▶ **Dataset content**:
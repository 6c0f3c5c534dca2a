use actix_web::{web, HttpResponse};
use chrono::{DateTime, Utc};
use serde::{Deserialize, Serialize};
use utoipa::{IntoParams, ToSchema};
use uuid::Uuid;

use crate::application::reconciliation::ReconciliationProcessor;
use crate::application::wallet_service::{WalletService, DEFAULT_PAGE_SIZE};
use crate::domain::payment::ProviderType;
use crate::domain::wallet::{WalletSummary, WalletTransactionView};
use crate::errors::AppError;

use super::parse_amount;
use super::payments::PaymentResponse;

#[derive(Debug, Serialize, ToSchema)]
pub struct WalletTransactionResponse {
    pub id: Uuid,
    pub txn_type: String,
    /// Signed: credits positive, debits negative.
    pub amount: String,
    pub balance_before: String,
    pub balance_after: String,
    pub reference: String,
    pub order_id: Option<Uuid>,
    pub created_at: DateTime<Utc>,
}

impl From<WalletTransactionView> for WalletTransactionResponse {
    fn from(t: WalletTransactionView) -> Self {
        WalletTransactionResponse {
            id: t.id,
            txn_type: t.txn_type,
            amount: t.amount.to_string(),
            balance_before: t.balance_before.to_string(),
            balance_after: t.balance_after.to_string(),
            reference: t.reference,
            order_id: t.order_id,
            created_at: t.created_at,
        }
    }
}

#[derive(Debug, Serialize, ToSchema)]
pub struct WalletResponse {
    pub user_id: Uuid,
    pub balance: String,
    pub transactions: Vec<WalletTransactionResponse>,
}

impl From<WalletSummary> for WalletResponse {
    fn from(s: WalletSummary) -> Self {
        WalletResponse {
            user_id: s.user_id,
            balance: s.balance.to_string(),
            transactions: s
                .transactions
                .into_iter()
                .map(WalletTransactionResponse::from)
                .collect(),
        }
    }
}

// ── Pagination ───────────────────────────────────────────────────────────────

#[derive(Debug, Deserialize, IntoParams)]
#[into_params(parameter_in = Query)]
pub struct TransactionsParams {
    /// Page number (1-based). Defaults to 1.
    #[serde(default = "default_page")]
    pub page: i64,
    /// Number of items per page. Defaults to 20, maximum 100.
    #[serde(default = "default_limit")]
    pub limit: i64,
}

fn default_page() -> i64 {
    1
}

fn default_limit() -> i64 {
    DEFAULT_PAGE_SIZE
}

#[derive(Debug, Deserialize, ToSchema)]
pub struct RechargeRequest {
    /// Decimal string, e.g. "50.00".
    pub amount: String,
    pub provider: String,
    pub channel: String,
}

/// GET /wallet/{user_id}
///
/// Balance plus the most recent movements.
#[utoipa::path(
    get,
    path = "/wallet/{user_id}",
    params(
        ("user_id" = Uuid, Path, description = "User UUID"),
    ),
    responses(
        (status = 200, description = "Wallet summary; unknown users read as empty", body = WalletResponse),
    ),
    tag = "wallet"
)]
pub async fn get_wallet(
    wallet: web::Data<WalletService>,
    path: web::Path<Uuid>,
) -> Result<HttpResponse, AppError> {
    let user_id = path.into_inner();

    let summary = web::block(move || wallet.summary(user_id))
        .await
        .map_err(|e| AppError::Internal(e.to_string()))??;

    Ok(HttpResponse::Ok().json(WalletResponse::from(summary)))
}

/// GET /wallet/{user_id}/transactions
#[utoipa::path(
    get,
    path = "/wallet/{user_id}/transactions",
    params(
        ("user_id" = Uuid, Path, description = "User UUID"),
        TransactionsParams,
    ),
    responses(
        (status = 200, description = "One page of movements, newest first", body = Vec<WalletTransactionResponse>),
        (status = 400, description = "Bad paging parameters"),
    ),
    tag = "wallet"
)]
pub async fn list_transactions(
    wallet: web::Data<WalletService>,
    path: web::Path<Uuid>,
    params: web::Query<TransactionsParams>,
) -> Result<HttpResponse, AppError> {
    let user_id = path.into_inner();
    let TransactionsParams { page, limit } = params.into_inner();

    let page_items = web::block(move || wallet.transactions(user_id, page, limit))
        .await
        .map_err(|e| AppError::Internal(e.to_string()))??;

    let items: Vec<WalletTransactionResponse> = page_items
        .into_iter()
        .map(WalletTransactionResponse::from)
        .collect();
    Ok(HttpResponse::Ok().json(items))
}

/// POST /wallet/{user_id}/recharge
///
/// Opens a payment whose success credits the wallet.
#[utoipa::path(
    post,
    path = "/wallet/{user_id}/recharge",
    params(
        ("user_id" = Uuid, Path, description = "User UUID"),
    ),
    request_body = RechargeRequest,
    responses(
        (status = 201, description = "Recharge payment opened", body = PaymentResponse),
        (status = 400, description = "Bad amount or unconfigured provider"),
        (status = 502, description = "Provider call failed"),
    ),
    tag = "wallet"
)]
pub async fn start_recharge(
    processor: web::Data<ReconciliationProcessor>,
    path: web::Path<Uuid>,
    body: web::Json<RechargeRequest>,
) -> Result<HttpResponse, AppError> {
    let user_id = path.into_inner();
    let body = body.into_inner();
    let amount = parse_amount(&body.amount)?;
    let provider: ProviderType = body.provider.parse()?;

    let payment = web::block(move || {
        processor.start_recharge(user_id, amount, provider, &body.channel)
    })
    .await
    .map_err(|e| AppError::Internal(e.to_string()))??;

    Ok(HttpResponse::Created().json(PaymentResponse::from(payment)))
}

▶ **Exercise details**:
Once you have located every line with the word "struct" in the material above, list those lines.

▶ **Answer to the problem**:
pub struct WalletTransactionResponse {
pub struct WalletResponse {
pub struct TransactionsParams {
pub struct RechargeRequest {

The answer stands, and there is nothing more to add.